In addition, at any time on or prior to April 1, 2019, the Corporation may, at its option, on any one or more occasions redeem up to 35% of the aggregate principal amount of the Notes at a redemption price of 107.5% of the principal amount thereof, plus accrued and unpaid interest on the principal amount of the Notes to be redeemed to, but not including, the date of redemption, with the net proceeds of an Equity Offering; provided that (a) at least 65% of the aggregate principal amount of Notes originally issued under the Eleventh Supplemental Indenture remains outstanding immediately after the occurrence of such redemption and (b) the redemption occurs within 90 days of the date of the closing of such Equity Offering.

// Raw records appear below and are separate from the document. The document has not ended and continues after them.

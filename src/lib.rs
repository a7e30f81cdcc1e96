mod cache;
mod config;
mod dataset;
mod db;
mod errors;
mod models;
mod normalize;
mod places;
mod service;
mod store;

use std::path::{Path, PathBuf};
use std::sync::Arc;

use once_cell::sync::OnceCell;
use parking_lot::Mutex;
use serde::Serialize;
use tracing::info;
use tracing_subscriber::{layer::SubscriberExt, util::SubscriberInitExt, EnvFilter};

pub use crate::cache::{bundle_place_reviews, CacheSource, CachedFetch, GoogleReviewCache};
pub use crate::config::{AppConfig, PublicAppConfig, DEFAULT_CACHE_TTL_SECS};
pub use crate::dataset::LocalDataset;
pub use crate::db::{bootstrap, now_timestamp, DatabaseContext};
pub use crate::errors::{AppError, AppResult, ErrorKind};
pub use crate::models::{ApprovalStamp, PlaceSummary, RemoteReviews, Review};
pub use crate::normalize::{normalize_date, normalize_date_text, normalize_local, normalize_remote};
pub use crate::places::{HttpPlacesClient, PlaceDetails, PlaceDetailsLookup, PlacesService};
pub use crate::service::{
    Ack, ApprovalSummary, ApprovalUpdate, ApprovedIds, ApprovedWithTimestamps,
    PlaceMappingPayload, PlaceMappingResponse, ReviewService, ReviewsResponse,
};
pub use crate::store::ReviewStore;

pub struct AppState {
    service: ReviewService,
    db_path: PathBuf,
    config: AppConfig,
    local_review_count: usize,
}

#[derive(Debug, Serialize)]
#[serde(rename_all = "camelCase")]
pub struct ServiceHealth {
    pub db_path: String,
    pub local_review_count: usize,
    pub remote_reviews_enabled: bool,
    pub config: PublicAppConfig,
}

impl AppState {
    /// Reads configuration from the environment and opens the store under
    /// `data_dir`.
    pub fn initialize(data_dir: &Path) -> AppResult<Self> {
        init_tracing();
        Self::with_config(data_dir, AppConfig::from_env())
    }

    pub fn with_config(data_dir: &Path, config: AppConfig) -> AppResult<Self> {
        let DatabaseContext { connection, path } =
            bootstrap(data_dir, &config.database_file_name)?;
        let dataset = LocalDataset::load(&config.dataset_path)?;
        let store = ReviewStore::new(Arc::new(Mutex::new(connection)));
        let places = PlacesService::new(&config)?;
        let cache = GoogleReviewCache::new(store.clone(), places, config.cache_ttl_secs);
        let local_review_count = dataset.len();

        info!(
            db_path = %path.display(),
            local_reviews = local_review_count,
            remote_reviews = cache.is_enabled(),
            "review service initialized"
        );

        Ok(Self {
            service: ReviewService::new(Arc::new(dataset), store, cache),
            db_path: path,
            config,
            local_review_count,
        })
    }

    pub fn service(&self) -> &ReviewService {
        &self.service
    }

    pub fn health(&self) -> ServiceHealth {
        ServiceHealth {
            db_path: self.db_path.to_string_lossy().to_string(),
            local_review_count: self.local_review_count,
            remote_reviews_enabled: self.config.google_places_api_key.is_some(),
            config: self.config.public_profile(),
        }
    }
}

fn init_tracing() {
    static INIT: OnceCell<()> = OnceCell::new();
    let _ = INIT.get_or_init(|| {
        let filter = EnvFilter::try_from_default_env()
            .unwrap_or_else(|_| EnvFilter::new("info,guest_reviews=debug"));
        let _ = tracing_subscriber::registry()
            .with(filter)
            .with(tracing_subscriber::fmt::layer())
            .try_init();
    });
}
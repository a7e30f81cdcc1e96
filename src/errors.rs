use std::io;

use thiserror::Error;

pub type AppResult<T> = Result<T, AppError>;

#[derive(Debug, Error)]
pub enum AppError {
    #[error("not found: {0}")]
    NotFound(String),
    #[error("unavailable: {0}")]
    Unavailable(String),
    #[error("places provider request failed: {0}")]
    Provider(#[from] reqwest::Error),
    #[error(transparent)]
    Io(#[from] io::Error),
    #[error(transparent)]
    Database(#[from] rusqlite::Error),
    #[error(transparent)]
    Json(#[from] serde_json::Error),
    #[error("{0}")]
    Config(String),
}

/// Coarse classification a request-routing layer can map onto status codes.
#[derive(Debug, Clone, Copy, PartialEq, Eq)]
pub enum ErrorKind {
    NotFound,
    Unavailable,
    ProviderError,
    StorageFault,
    Invalid,
}

impl AppError {
    pub fn kind(&self) -> ErrorKind {
        match self {
            AppError::NotFound(_) => ErrorKind::NotFound,
            AppError::Unavailable(_) => ErrorKind::Unavailable,
            AppError::Provider(_) => ErrorKind::ProviderError,
            AppError::Io(_) | AppError::Database(_) | AppError::Json(_) => ErrorKind::StorageFault,
            AppError::Config(_) => ErrorKind::Invalid,
        }
    }

    pub fn not_found(what: impl Into<String>) -> Self {
        AppError::NotFound(what.into())
    }
}

#[cfg(test)]
mod tests {
    use super::*;

    #[test]
    fn classifies_storage_failures_as_faults() {
        let err = AppError::from(rusqlite::Error::InvalidQuery);
        assert_eq!(err.kind(), ErrorKind::StorageFault);

        let err = AppError::from(io::Error::new(io::ErrorKind::Other, "disk"));
        assert_eq!(err.kind(), ErrorKind::StorageFault);
    }

    #[test]
    fn keeps_user_facing_messages() {
        let err = AppError::not_found("no mapping for listing 'Loft'");
        assert_eq!(err.kind(), ErrorKind::NotFound);
        assert_eq!(err.to_string(), "not found: no mapping for listing 'Loft'");

        let err = AppError::Unavailable("GOOGLE_PLACES_API_KEY not configured".into());
        assert_eq!(err.kind(), ErrorKind::Unavailable);
    }
}
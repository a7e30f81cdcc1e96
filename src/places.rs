use std::sync::Arc;
use std::time::Duration;

use async_trait::async_trait;
use secrecy::{ExposeSecret, SecretString};
use serde::Deserialize;
use serde_json::Value;
use tracing::{debug, warn};

use crate::config::AppConfig;
use crate::errors::{AppError, AppResult};

const DETAILS_FIELDS: &str = "reviews,formatted_address,name";
const STATUS_OK: &str = "OK";

/// Place-details response reduced to what the review cache consumes. Reviews
/// stay raw so each one is normalized independently.
#[derive(Debug, Clone, Default)]
pub struct PlaceDetails {
    pub name: Option<String>,
    pub address: Option<String>,
    pub reviews: Vec<Value>,
}

#[async_trait]
pub trait PlaceDetailsLookup: Send + Sync {
    async fn place_details(&self, place_id: &str) -> AppResult<PlaceDetails>;
}

#[derive(Clone)]
pub struct PlacesService {
    inner: Arc<dyn PlaceDetailsLookup>,
}

impl PlacesService {
    /// `None` when no API key is configured; remote fetches are then disabled.
    pub fn new(config: &AppConfig) -> AppResult<Option<Self>> {
        let Some(key) = config.google_places_api_key.clone() else {
            debug!(target: "places", "no places api key configured; remote reviews disabled");
            return Ok(None);
        };
        let client = HttpPlacesClient::new(
            key,
            &config.places_api_base,
            Duration::from_secs(config.places_timeout_secs),
        )?;
        Ok(Some(Self {
            inner: Arc::new(client),
        }))
    }

    pub fn from_lookup(lookup: Arc<dyn PlaceDetailsLookup>) -> Self {
        Self { inner: lookup }
    }

    pub async fn place_details(&self, place_id: &str) -> AppResult<PlaceDetails> {
        self.inner.place_details(place_id).await
    }
}

pub struct HttpPlacesClient {
    http: reqwest::Client,
    api_key: SecretString,
    details_endpoint: String,
}

impl HttpPlacesClient {
    pub fn new(api_key: SecretString, api_base: &str, timeout: Duration) -> AppResult<Self> {
        let http = reqwest::Client::builder()
            .user_agent(concat!("guest-reviews/", env!("CARGO_PKG_VERSION")))
            .timeout(timeout)
            .build()?;
        Ok(Self {
            http,
            api_key,
            details_endpoint: format!("{}/details/json", api_base.trim_end_matches('/')),
        })
    }
}

#[async_trait]
impl PlaceDetailsLookup for HttpPlacesClient {
    async fn place_details(&self, place_id: &str) -> AppResult<PlaceDetails> {
        #[derive(Deserialize)]
        struct Response {
            status: Option<String>,
            error_message: Option<String>,
            result: Option<ResponseResult>,
        }

        #[derive(Deserialize)]
        struct ResponseResult {
            name: Option<String>,
            formatted_address: Option<String>,
            reviews: Option<Value>,
        }

        let response = self
            .http
            .get(&self.details_endpoint)
            .query(&[
                ("place_id", place_id),
                ("fields", DETAILS_FIELDS),
                ("key", self.api_key.expose_secret()),
            ])
            .send()
            .await
            .map_err(redact_url)?;

        let http_status = response.status();
        if !http_status.is_success() {
            warn!(
                target: "places",
                place_id,
                status = %http_status,
                "place details request returned an error status"
            );
            return Err(AppError::not_found(format!(
                "place '{place_id}' could not be resolved (HTTP {})",
                http_status.as_u16()
            )));
        }

        let parsed: Response = response.json().await.map_err(redact_url)?;
        let status = parsed.status.unwrap_or_default();
        if status != STATUS_OK {
            warn!(
                target: "places",
                place_id,
                status = %status,
                message = parsed.error_message.as_deref().unwrap_or(""),
                "place details request rejected"
            );
            return Err(AppError::not_found(format!(
                "place '{place_id}' could not be resolved ({status})"
            )));
        }

        let result = parsed.result.unwrap_or(ResponseResult {
            name: None,
            formatted_address: None,
            reviews: None,
        });
        let reviews = match result.reviews {
            Some(Value::Array(items)) => items,
            _ => Vec::new(),
        };

        Ok(PlaceDetails {
            name: result.name,
            address: result.formatted_address,
            reviews,
        })
    }
}

/// The details endpoint takes the key as a query parameter, so request URLs
/// are dropped from errors before they reach logs or callers.
fn redact_url(err: reqwest::Error) -> AppError {
    AppError::Provider(err.without_url())
}

#[cfg(test)]
mod tests {
    use super::*;

    #[test]
    fn disabled_without_api_key() {
        let config = AppConfig::default();
        assert!(PlacesService::new(&config).unwrap().is_none());
    }

    #[test]
    fn builds_details_endpoint_from_base() {
        let client = HttpPlacesClient::new(
            SecretString::new("key".into()),
            "http://127.0.0.1:9/place/",
            Duration::from_secs(1),
        )
        .unwrap();
        assert_eq!(client.details_endpoint, "http://127.0.0.1:9/place/details/json");
    }
}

The Corporation will mail any notice of redemption at least 30 but not more than 60 days before the redemption date to each holder of record of the Notes to be redeemed at its registered address. The notice of redemption for the Notes will state, among other things, the amount of Notes to be redeemed, the redemption date, the redemption price and the place or places that payment will be made upon presentation and surrender of Notes to be redeemed.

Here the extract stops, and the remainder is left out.